Tuesday, October 16, 2007

Peering Over the Walls at Oxford

His face shows expectation better than I can represent it with words.

Now that I am at UT, I think of my high school years in relation to college. Freshman year at HSPVA was all “random feelings of nervousness” (Logan France) and disbelief: “Is this really high school? I can’t believe I’m going to be driving next year.” I was “enthralled with the freedom” (Logan France) but not really sure what to do with it. College was still rather distant. During sophomore year, I began to feel like I actually belonged in high school. Sixteen is the quintessential high school age. College begins to peek around the corner, but nothing’s urgent yet. Junior year is when the focus begins to shift from high school to college. You’re an upperclassman, which means you get to be full of yourself and flaunt your jadedness. Test results are sent to universities and university solicitations fill your mailbox. Everybody wants you at his school! Harvard and Yale are practically begging your presence. Senior year is almost a misfit in the high school plan. Senioritis rolls around; you are so done with this petty education. The last year of high school is completely structured around preparation for the next four. The progression should really be: freshman, sophomore, junior, pre-freshman, repeat. I built so many dreams about my four years at “a citadel of enlightenment” (639) during my last two years of high school. Oh, what wonders the future always seems to hold.

At the High School for the Performing and Visual Arts, academics are not so much a focus. The teachers understand that arts are the priority – for the students individually as well as the school overall. (This is actually one of my sister's best friends at HSPVA.) Being more academically inclined than many of my friends, I became frustrated with the intellectual limitations my school placed on me. I had visions of breaking free from the intellectual malaise and joining “the more thoughtful and mentally shining” (Hardy 651) students at a great university. As I proclaimed in August, “I cannot wait to be with many more academically inclined peers” (Wiley Jennings). As I read over the pre-college expectations of fellow Bumpers, I feel a little backwards. In high school I had so much freedom. I had a three-hour art block everyday dedicated to the pursuit of my own artistic vision. The idea was to create a structure within this big empty block. It is very difficult to build this for yourself. I envied the academic rigor of other schools in which there was a prescribed path to intellectual enlightenment. I could not wait for the demands of college classes.

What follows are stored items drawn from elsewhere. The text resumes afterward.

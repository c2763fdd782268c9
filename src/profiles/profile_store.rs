//! Profile store with daily quota bookkeeping and JSON persistence.
//!
//! This module provides the [`ProfileStore`] which owns every [`UserProfile`] and
//! writes them to disk as one JSON document.

use std::{collections::HashMap, fmt};

use chrono::NaiveDate;
use log::{debug, error, info, warn};
use tokio::fs;

use crate::profiles::UserProfile;

/// A user tried to start a round after using all of today's attempts.
#[derive(Debug, PartialEq, Eq)]
pub struct QuotaExceeded {
    /// Number of attempts allowed per day
    pub quota: u32,
}

impl fmt::Display for QuotaExceeded {
    fn fmt(&self, f: &mut fmt::Formatter<'_>) -> fmt::Result {
        write!(f, "daily quota of {} attempts reached", self.quota)
    }
}

impl std::error::Error for QuotaExceeded {}

/// Owns the trivia profiles and persists them.
///
/// Profiles are created lazily on the first round a user starts and are never
/// deleted. The whole map is rewritten on every [`ProfileStore::persist`], so a
/// crash between a change and the next persist loses that change.
///
/// # Examples
///
/// ```no_run
/// use marshal::profiles::ProfileStore;
///
/// # async fn example() {
/// let mut store = ProfileStore::load("user-data.json".to_string()).await;
/// let today = chrono::Utc::now().date_naive();
///
/// if store.try_start("@alice:example.com", today, 5).is_ok() {
///     store.record_win("@alice:example.com", 10);
///     store.persist().await;
/// }
/// # }
/// ```
#[derive(Debug)]
pub struct ProfileStore {
    /// Path to the JSON document
    path: String,
    /// Profiles indexed by user id
    profiles: HashMap<String, UserProfile>,
}

impl ProfileStore {
    /// Loads the profiles from `path`.
    ///
    /// A missing or unreadable document yields an empty store, so the bot can
    /// always start.
    pub async fn load(path: String) -> Self {
        let profiles = match fs::read_to_string(&path).await {
            Err(_) => {
                warn!("no persisted profiles found at {}, starting empty", path);
                HashMap::new()
            }
            Ok(serialized) => match serde_json::from_str(&serialized) {
                Ok(profiles) => profiles,
                Err(e) => {
                    error!("failed to deserialize profiles ({}), starting empty", e);
                    HashMap::new()
                }
            },
        };

        info!("loaded {} profile(s)", profiles.len());

        ProfileStore { path, profiles }
    }

    /// Registers the start of a round for `user_id` on `today`.
    ///
    /// Creates the profile if needed and resets the daily counter when the day
    /// changed. The counter itself is only incremented once the round resolves.
    ///
    /// # Errors
    ///
    /// Returns [`QuotaExceeded`] when the user already played `quota` rounds today.
    pub fn try_start(
        &mut self,
        user_id: &str,
        today: NaiveDate,
        quota: u32,
    ) -> Result<(), QuotaExceeded> {
        let profile = self.profiles.entry(user_id.to_owned()).or_default();
        profile.roll_over(today);

        if profile.games_played >= quota {
            debug!(
                "{} already played {} round(s) on {}",
                user_id, profile.games_played, today
            );
            return Err(QuotaExceeded { quota });
        }

        Ok(())
    }

    /// Credits a won round to `user_id`.
    ///
    /// # Returns
    ///
    /// The new balance.
    pub fn record_win(&mut self, user_id: &str, reward: u64) -> u64 {
        let profile = self.profiles.entry(user_id.to_owned()).or_default();
        profile.balance += reward;
        profile.games_played += 1;
        profile.balance
    }

    /// Counts a lost round against the daily quota of `user_id`.
    pub fn record_loss(&mut self, user_id: &str) {
        self.profiles
            .entry(user_id.to_owned())
            .or_default()
            .games_played += 1;
    }

    /// Profile of `user_id`, if any.
    #[cfg(test)]
    pub fn get(&self, user_id: &str) -> Option<&UserProfile> {
        self.profiles.get(user_id)
    }

    /// Number of known profiles.
    pub fn len(&self) -> usize {
        self.profiles.len()
    }

    /// Writes every profile to disk.
    ///
    /// Errors are logged and swallowed: failing to persist must not break a round.
    pub async fn persist(&self) {
        let serialized = match serde_json::to_string_pretty(&self.profiles) {
            Ok(serialized) => serialized,
            Err(e) => {
                error!("failed to serialize profiles: {}", e);
                return;
            }
        };

        if let Err(e) = fs::write(&self.path, serialized).await {
            error!("failed to persist profiles to {}: {}", self.path, e);
            return;
        }

        debug!("persisted {} profile(s)", self.profiles.len());
    }
}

College is romanticized. High school kids can’t wait to get there, and adults long to relive those four greatest years of their life. Standing on the edge of high school, peering into college, I felt as though I was looking down into Hardy’s ancient well. The glory of tradition lay before me, and I, at last, was going to travel down that “original Roman road” (650). I was nostalgic about college before I even arrived, as though my memory were flipped in some bizarre looking-glass trick. As Andrew pointed out in class today, we cannot fully understand this collegiate drive as an individual phenomenon. Without societal expectations, who knows which of us would have aspired to higher education. By junior year of high school I was helplessly ensnared by the collective unconscious’ collegiate archetypes, in part responsible for determining “how we both perceive and behave” (171).

Now that I am experiencing the full thrust of university demands, my needs have inverted. I am miniscule in comparison to the academic structure that stands tall around me, and it is all I can do to push against it slightly. It is wonderful though, trying to reach back into the arts instead of being suffocated by them. Last week I attended a Taiko drumming rehearsal, a Czech folk music concert, Bulgarian wedding music, the Museum of Fine Arts in Houston and the Blanton art museum for the first time. The experiences were vivified by my desire for them. It was wonderful to realize how enriching the arts are to my life. I am learning that the intellectual world, which I so desired before, is only a part of a whole life.

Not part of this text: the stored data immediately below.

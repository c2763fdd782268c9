//! Liveness, uptime and status command handlers.
//!
//! These commands are read-only: they never change state and are available to
//! every sender.

use std::time::Duration;

use log::debug;

use crate::{
    commands::{
        CommandResult,
        markdown_response::{format_bot_info, format_pong, format_status},
    },
    utils::format_uptime,
};

/// Snapshot of the bot state reported by `!status`.
#[derive(Debug)]
pub struct BotStatus {
    /// Time since the bot started
    pub uptime: Duration,
    /// Users with at least one active warning
    pub warned_users: usize,
    /// Known trivia profiles
    pub profiles: usize,
    /// Trivia rounds waiting for an answer
    pub active_rounds: usize,
}

pub fn handle_ping() -> CommandResult {
    debug!("handling ping command");

    CommandResult::reply(format_pong())
}

pub fn handle_bot_info(uptime: Duration) -> CommandResult {
    debug!("handling botinfo command");

    CommandResult::reply(format_bot_info(&format_uptime(uptime)))
}

pub fn handle_status(status: &BotStatus) -> CommandResult {
    debug!("handling status command: {:?}", status);

    CommandResult::reply(format_status(
        &format_uptime(status.uptime),
        status.warned_users,
        status.profiles,
        status.active_rounds,
    ))
}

The emphasis of my goals has shifted since August. As Avni so wisely proclaimed, “I really hope to grow into a well-rounded person” (Avni Mody). I would have hoped for the same thing, but it is only now that I am truly beginning to understand the necessity of well-roundedness. “I am trying [with all my energy] to integrate my own contemplative inclinations into other aspects of my life” (Wiley Jennings). “And what about balancing work and play?” (Margaret Clemons) If my academic schedule is not overwhelming, then great! I have time to work out, goof off, and contemplate. If I have more work than I could ever possibly finish, stop! Recognize this, and try to maintain balance. Devoting time to other integral aspects of life does not impede any of the individual endeavors. Rather, each is strengthened when it is part of well-coordinated whole because the Gestalt whole is greater than the sum of its parts. College is not a place that should make you bitter about life, but it should introduce to the realities of living independently in a life you must create for yourself. What I currently want from college is a combination of the idyllic experience I imagined while in high school and the ability to forge a strong, happy, unique life based in self-awareness.